Raleigh 753 seat tube diameter

garethrl

Senior Retro Guru
Hi folks,
I'm finally (but still slowly!) getting round to building a TI Team replica with the 753 fastback frame I bought last year. I'm having trouble with the seatpost though! I was told that the seat tube was 27.0mm and when it arrived I measured it with a caliper and it read 27.0. All good, so I bought a nice DuraAce post - it's stamped 27.0 on the shaft, and measures 27.0 with the same caliper - but I can't inset it more than ~3cm into the frame! It doesn't clear the minimum insertion level, and just about gets past the bottom of the slot in the seat tube.

What's going on here? Is it possible that the frame is 26.8mm but has been slightly flared out at the top. What size post do I need?? The frame is an SB stamped one from the early 80s, so what would the norm have been back then?

Cheers, Gareth.
 
garethrl":37hfzveu said:
Hi folks,
I'm finally (but still slowly!) getting round to building a TI Team replica with the 753 fastback frame I bought last year. I'm having trouble with the seatpost though! I was told that the seat tube was 27.0mm and when it arrived I measured it with a caliper and it read 27.0. All good, so I bought a nice DuraAce post - it's stamped 27.0 on the shaft, and measures 27.0 with the same caliper - but I can't inset it more than ~3cm into the frame! It doesn't clear the minimum insertion level, and just about gets past the bottom of the slot in the seat tube.

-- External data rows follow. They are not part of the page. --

//! Playback coordination.
//!
//! [`Coordinator`] owns the canonical [`PlaybackState`] and is the only code
//! allowed to change it. Views hand it [`Intent`]s; the audio layer hands it
//! media events. Both are applied one at a time.

mod coordinator;
mod intent;
mod state;

pub use coordinator::{Coordinator, CoordinatorOptions};
pub use intent::Intent;
pub use state::{PlaybackState, PlayerStatus};
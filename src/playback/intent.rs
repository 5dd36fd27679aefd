use crate::library::TrackId;

/// What a view asks the coordinator to do.
#[derive(Debug, Clone, PartialEq, Eq)]
pub enum Intent {
    /// Switch to the track and play it.
    SelectAndPlay(TrackId),
    /// Flip play/pause if the track is the selected one, otherwise select it.
    TogglePlayPause(TrackId),
}

impl Intent {
    pub fn track_id(&self) -> &TrackId {
        match self {
            Intent::SelectAndPlay(id) | Intent::TogglePlayPause(id) => id,
        }
    }
}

What's going on here? Is it possible that the frame is 26.8mm but has been slightly flared out at the top. What size post do I need?? The frame is an SB stamped one from the early 80s, so what would the norm have been back then?

Cheers, Gareth.
It should be 27mm but its possible the seat tube was put in the wrong way around or maybe you just need to ream it out.Sometimes the soldering heat can make the butts at the joint bulge slightly
PS measure the tube I/D properly and do not be tempted to ream it O/S ,buy a new seat post to fit
 
we used to sell these frames in the 80s and i had one built at the Ilkestone Special Products place myself - the lightest 753 i ever had and for good reason! (now, all gather around the fire and i'll tell you a short story...lol)

TI Raleigh and Reynolds were close working partners and part of the same TI group of companies. these two were forever changing their tube specs and so as a cycle shop boffin i was fascinated by all this jiggerypokery! the truth is that 753 came in various different seat tube diameters, if i remember rightly ranging from 26.8 up to 27.4!!! indeed the one i have just now is 27.2 which is just my luck 'cos a 27.2 campagnolo c record seatpost is just about the dearest diameter version you can buy these days, if indeed there are still any cropping up that have not been mangled by many winters' use by being relegated to someone's winter bike many moons ago!

anyway, i hope this helps - for the record i owned SB8650 (i think!) and was in the panasonic team colours - beautifully light and master crafted - a joy to ride and what did i do? got it resprayed and chromed against all advice - the result? it broke!! well, a trendy 20-something in the mid 80s couldn't have been told what to do!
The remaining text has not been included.